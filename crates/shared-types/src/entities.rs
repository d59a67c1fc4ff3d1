//! # Core Domain Entities
//!
//! Module identities and the persisted module registry state.
//!
//! ## Clusters
//!
//! - **Identity**: `ModuleName`, `ModuleType`, `TrustLevel`
//! - **Registry**: `ModuleInfo`, `ModuleRegistryEntry`, `RegistryFilter`, `RegistryChanges`

use chrono::{DateTime, Utc};
use serde::{Deserialize, Serialize};
use std::fmt;

// =============================================================================
// CLUSTER A: IDENTITY
// =============================================================================

/// Maximum length of a module name.
pub const MAX_MODULE_NAME_LEN: usize = 64;

/// A validated module identity.
///
/// Names start with an ASCII letter and continue with ASCII alphanumerics,
/// `_`, `-` or `.`. Anything else is treated as a structurally invalid
/// payload by the kernel.
#[derive(Debug, Clone, PartialEq, Eq, Hash, PartialOrd, Ord, Serialize, Deserialize)]
#[serde(try_from = "String", into = "String")]
pub struct ModuleName(String);

impl ModuleName {
    /// Parse and validate a module name.
    pub fn parse(raw: &str) -> Option<Self> {
        if raw.is_empty() || raw.len() > MAX_MODULE_NAME_LEN {
            return None;
        }
        let mut chars = raw.chars();
        let first = chars.next()?;
        if !first.is_ascii_alphabetic() {
            return None;
        }
        if !chars.all(|c| c.is_ascii_alphanumeric() || matches!(c, '_' | '-' | '.')) {
            return None;
        }
        Some(Self(raw.to_string()))
    }

    /// The name as a string slice.
    pub fn as_str(&self) -> &str {
        &self.0
    }
}

impl TryFrom<String> for ModuleName {
    type Error = String;

    fn try_from(value: String) -> Result<Self, Self::Error> {
        Self::parse(&value).ok_or_else(|| format!("invalid module name: {value:?}"))
    }
}

impl From<ModuleName> for String {
    fn from(name: ModuleName) -> Self {
        name.0
    }
}

impl AsRef<str> for ModuleName {
    fn as_ref(&self) -> &str {
        &self.0
    }
}

impl PartialEq<&str> for ModuleName {
    fn eq(&self, other: &&str) -> bool {
        self.0 == *other
    }
}

impl fmt::Display for ModuleName {
    fn fmt(&self, f: &mut fmt::Formatter<'_>) -> fmt::Result {
        f.write_str(&self.0)
    }
}

/// Provenance of a module.
#[derive(Debug, Clone, Copy, PartialEq, Eq, Hash, Serialize, Deserialize)]
#[serde(rename_all = "lowercase")]
pub enum ModuleType {
    /// Shipped with the platform.
    Core,
    /// Third-party plugin admitted by the module loader.
    Community,
}

impl ModuleType {
    /// Wire name.
    pub fn as_str(&self) -> &'static str {
        match self {
            Self::Core => "core",
            Self::Community => "community",
        }
    }
}

impl fmt::Display for ModuleType {
    fn fmt(&self, f: &mut fmt::Formatter<'_>) -> fmt::Result {
        f.write_str(self.as_str())
    }
}

/// Trust tier carried by a capability token.
///
/// Each tier selects its own derived signing key.
#[derive(Debug, Clone, Copy, PartialEq, Eq, Hash, PartialOrd, Ord, Serialize, Deserialize)]
#[serde(rename_all = "lowercase")]
pub enum TrustLevel {
    /// Core service-to-service calls.
    High,
    /// Authenticated user sessions.
    Medium,
    /// Public tokens and community plugins.
    Low,
}

impl TrustLevel {
    /// All tiers, highest first.
    pub const ALL: [TrustLevel; 3] = [TrustLevel::High, TrustLevel::Medium, TrustLevel::Low];

    /// Wire name.
    pub fn as_str(&self) -> &'static str {
        match self {
            Self::High => "high",
            Self::Medium => "medium",
            Self::Low => "low",
        }
    }
}

impl fmt::Display for TrustLevel {
    fn fmt(&self, f: &mut fmt::Formatter<'_>) -> fmt::Result {
        f.write_str(self.as_str())
    }
}

// =============================================================================
// CLUSTER B: MODULE REGISTRY
// =============================================================================

/// Plugin metadata as declared by the plugin author.
#[derive(Debug, Clone, PartialEq, Eq, Default, Serialize, Deserialize)]
#[serde(rename_all = "camelCase")]
pub struct ModuleInfo {
    /// Author or vendor.
    pub developer: String,
    /// Plugin version string.
    pub version: String,
    /// Short description.
    pub description: String,
    /// Optional page-builder component identifier.
    #[serde(default, skip_serializing_if = "Option::is_none")]
    pub grapes_component: Option<String>,
}

/// Persisted state of one known plugin.
#[derive(Debug, Clone, PartialEq, Eq, Serialize, Deserialize)]
pub struct ModuleRegistryEntry {
    /// Unique key.
    pub module_name: String,
    /// Whether the loader should attempt to load this module in pass 1.
    pub is_active: bool,
    /// Last health-check / init / meltdown failure.
    pub last_error: Option<String>,
    /// Declared metadata.
    pub module_info: ModuleInfo,
    /// When the plugin folder was first discovered.
    pub created_at: DateTime<Utc>,
    /// Last state change.
    pub updated_at: DateTime<Utc>,
}

impl ModuleRegistryEntry {
    /// A freshly discovered plugin starts active with no error.
    pub fn discovered(module_name: impl Into<String>, module_info: ModuleInfo, now: DateTime<Utc>) -> Self {
        Self {
            module_name: module_name.into(),
            is_active: true,
            last_error: None,
            module_info,
            created_at: now,
            updated_at: now,
        }
    }

    /// Inactive and carrying a non-empty error: eligible for the auto-retry pass.
    pub fn is_retry_candidate(&self) -> bool {
        !self.is_active && self.last_error.as_deref().is_some_and(|e| !e.is_empty())
    }
}

/// Selection criteria for registry reads.
#[derive(Debug, Clone, PartialEq, Eq, Serialize, Deserialize)]
#[serde(tag = "kind", content = "value", rename_all = "camelCase")]
pub enum RegistryFilter {
    /// Every entry.
    All,
    /// Entries with `is_active == true`.
    Active,
    /// Inactive entries with a non-empty `last_error`.
    RetryCandidates,
    /// A single entry by name.
    ByName(String),
}

impl RegistryFilter {
    /// Whether an entry satisfies this filter.
    pub fn matches(&self, entry: &ModuleRegistryEntry) -> bool {
        match self {
            Self::All => true,
            Self::Active => entry.is_active,
            Self::RetryCandidates => entry.is_retry_candidate(),
            Self::ByName(name) => entry.module_name == *name,
        }
    }
}

/// How an update treats `last_error`.
#[derive(Debug, Clone, PartialEq, Eq, Default, Serialize, Deserialize)]
#[serde(tag = "op", content = "message", rename_all = "camelCase")]
pub enum LastErrorUpdate {
    /// Leave as is.
    #[default]
    Keep,
    /// Reset to null.
    Clear,
    /// Record a failure.
    Set(String),
}

/// A partial update of a registry entry.
#[derive(Debug, Clone, PartialEq, Eq, Default, Serialize, Deserialize)]
#[serde(rename_all = "camelCase")]
pub struct RegistryChanges {
    /// New `is_active` value, if changing.
    #[serde(default)]
    pub is_active: Option<bool>,
    /// Treatment of `last_error`.
    #[serde(default)]
    pub last_error: LastErrorUpdate,
    /// Replacement metadata, if changing.
    #[serde(default)]
    pub module_info: Option<ModuleInfo>,
}

impl RegistryChanges {
    /// Mark inactive and record why.
    pub fn deactivate(reason: impl Into<String>) -> Self {
        Self {
            is_active: Some(false),
            last_error: LastErrorUpdate::Set(reason.into()),
            module_info: None,
        }
    }

    /// Clear `last_error` without touching `is_active`.
    pub fn clear_error() -> Self {
        Self {
            last_error: LastErrorUpdate::Clear,
            ..Self::default()
        }
    }

    /// Mark active and clear `last_error`.
    pub fn reactivate() -> Self {
        Self {
            is_active: Some(true),
            last_error: LastErrorUpdate::Clear,
            module_info: None,
        }
    }

    /// Apply to an entry, stamping `updated_at`.
    pub fn apply(&self, entry: &mut ModuleRegistryEntry, now: DateTime<Utc>) {
        if let Some(active) = self.is_active {
            entry.is_active = active;
        }
        match &self.last_error {
            LastErrorUpdate::Keep => {}
            LastErrorUpdate::Clear => entry.last_error = None,
            LastErrorUpdate::Set(message) => entry.last_error = Some(message.clone()),
        }
        if let Some(info) = &self.module_info {
            entry.module_info = info.clone();
        }
        entry.updated_at = now;
    }
}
-----
■ THE TASK ■
Each line with "Mark" in it must be identified and copied from the material.

■ SOLUTION FOR THIS EXERCISE ■
    /// Mark inactive and record why.
    /// Mark active and clear `last_error`.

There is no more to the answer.